AI developers are rapidly picking the Internet clean to train large language models such as those behind ChatGPT

The AI revolution is running out of data. What can researchers do? Here’s how they are trying to get around the problem

AI developers are rapidly picking the Internet clean to train large language models such as those behind ChatGPT

The Internet is a vast ocean of human knowledge, but it isn’t infinite. And artificial intelligence (AI) researchers have nearly sucked it dry.

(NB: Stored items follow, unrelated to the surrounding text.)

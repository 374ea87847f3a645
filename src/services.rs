//! Wiring of the assembler for every configured receiver.

use crate::{
    config::Config,
    core::{Alert, NotifyContext, NotifyOutcome},
    notification::{
        AssembleError, Assembler, ChannelBuilder, ChannelRegistry, Integration, IntegrationId,
        LogNotifierBuilder, MsTeamsV2Builder,
    },
    receiver::{ChannelKind, ReceiverConfig},
    template::Template,
};
use chrono::{DateTime, Utc};
use futures::future::join_all;
use serde::Serialize;
use std::sync::Arc;
use tracing::{error, info};

/// Creates the assembler used by the binary: dry-run notifiers for every
/// channel type, with the configured types routed to their dedicated builder.
pub fn build_assembler(config: &Config) -> Assembler {
    let overrides = config.overrides.iter().map(|kind| {
        let builder: Arc<dyn ChannelBuilder> = match kind {
            ChannelKind::MsTeamsV2 => Arc::new(MsTeamsV2Builder::default()),
            _ => Arc::new(LogNotifierBuilder),
        };
        (*kind, builder)
    });
    Assembler::new(Arc::new(ChannelRegistry::dry_run()), overrides)
}

/// The outcome of assembling one receiver.
#[derive(Debug)]
pub struct ReceiverReport {
    pub receiver: String,
    pub result: Result<Vec<Integration>, AssembleError>,
}

/// A serialisable summary of a [`ReceiverReport`].
#[derive(Debug, Serialize, PartialEq)]
pub struct ReceiverSummary {
    pub receiver: String,
    pub integrations: Vec<String>,
    pub errors: Vec<String>,
}

impl ReceiverReport {
    pub fn summary(&self) -> ReceiverSummary {
        let (integrations, errors) = match &self.result {
            Ok(integrations) => (
                integrations.iter().map(|i| i.id().to_string()).collect(),
                Vec::new(),
            ),
            Err(err) if err.failures().is_empty() => (Vec::new(), vec![err.to_string()]),
            Err(err) => (
                Vec::new(),
                err.failures().iter().map(|f| f.to_string()).collect(),
            ),
        };
        ReceiverSummary {
            receiver: self.receiver.clone(),
            integrations,
            errors,
        }
    }
}

/// Assembles every receiver. A failing receiver does not prevent the others
/// from being assembled.
pub fn setup_receivers(
    assembler: &Assembler,
    receivers: &[ReceiverConfig],
    template: &Arc<Template>,
) -> Vec<ReceiverReport> {
    receivers
        .iter()
        .map(|receiver| {
            let result = assembler.assemble(receiver, template);
            match &result {
                Ok(integrations) => info!(
                    receiver = %receiver.name,
                    count = integrations.len(),
                    "Receiver integrations ready"
                ),
                Err(e) => error!(receiver = %receiver.name, error = %e, "Receiver failed to activate"),
            }
            ReceiverReport {
                receiver: receiver.name.clone(),
                result,
            }
        })
        .collect()
}

/// Sends each integration the subset of `alerts` it accepts, concurrently.
/// Integrations that accept none are skipped.
pub async fn dispatch(
    integrations: &[Integration],
    ctx: &NotifyContext,
    alerts: &[Alert],
    now: DateTime<Utc>,
) -> Vec<(IntegrationId, NotifyOutcome)> {
    let calls = integrations.iter().filter_map(|integration| {
        let accepted: Vec<Alert> = alerts
            .iter()
            .filter(|alert| integration.accepts(alert, now))
            .cloned()
            .collect();
        if accepted.is_empty() {
            return None;
        }
        Some(async move {
            let outcome = integration.notify(ctx, &accepted).await;
            (integration.id().clone(), outcome)
        })
    });
    join_all(calls).await
}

The past decade of explosive improvement in AI has been driven in large part by making neural networks bigger and training them on ever-more data. This scaling has proved surprisingly effective at making large language models (LLMs) — such as those that power the chatbot ChatGPT — both more capable of replicating conversational language and of developing emergent properties such as reasoning. But some specialists say that we are now approaching the limits of scaling. That’s in part because of the ballooning energy requirements for computing. But it’s also because LLM developers are running out of the conventional data sets used to train their models.

A prominent study¹ made headlines this year by putting a number on this problem: researchers at Epoch AI, a virtual research institute, projected that, by around 2028, the typical size of data set used to train an AI model will reach the same size as the total estimated stock of public online text. In other words, AI is likely to run out of training data in about four years’ time (see ‘Running out of data’). At the same time, data owners — such as newspaper publishers — are starting to crack down on how their content can be used, tightening access even more. That’s causing a crisis in the size of the ‘data commons’, says Shayne Longpre, an AI researcher at the Massachusetts Institute of Technology in Cambridge who leads the Data Provenance Initiative, a grass-roots organization that conducts audits of AI data sets.

The imminent bottleneck in training data could be starting to pinch. “I strongly suspect that’s already happening,” says Longpre.

Although specialists say there’s a chance that these restrictions might slow down the rapid improvement in AI systems, developers are finding workarounds. “I don’t think anyone is panicking at the large AI companies,” says Pablo Villalobos, a Madrid-based researcher at Epoch AI and lead author of the study forecasting a 2028 data crash. “Or at least they don’t e-mail me if they are.”

For example, prominent AI companies such as OpenAI and Anthropic, both in San Francisco, California, have publicly acknowledged the issue while suggesting that they have plans to work around it, including generating new data and finding unconventional data sources. A spokesperson for OpenAI, told Nature: “We use numerous sources, including publicly available data and partnerships for non-public data, synthetic data generation and data from AI trainers.”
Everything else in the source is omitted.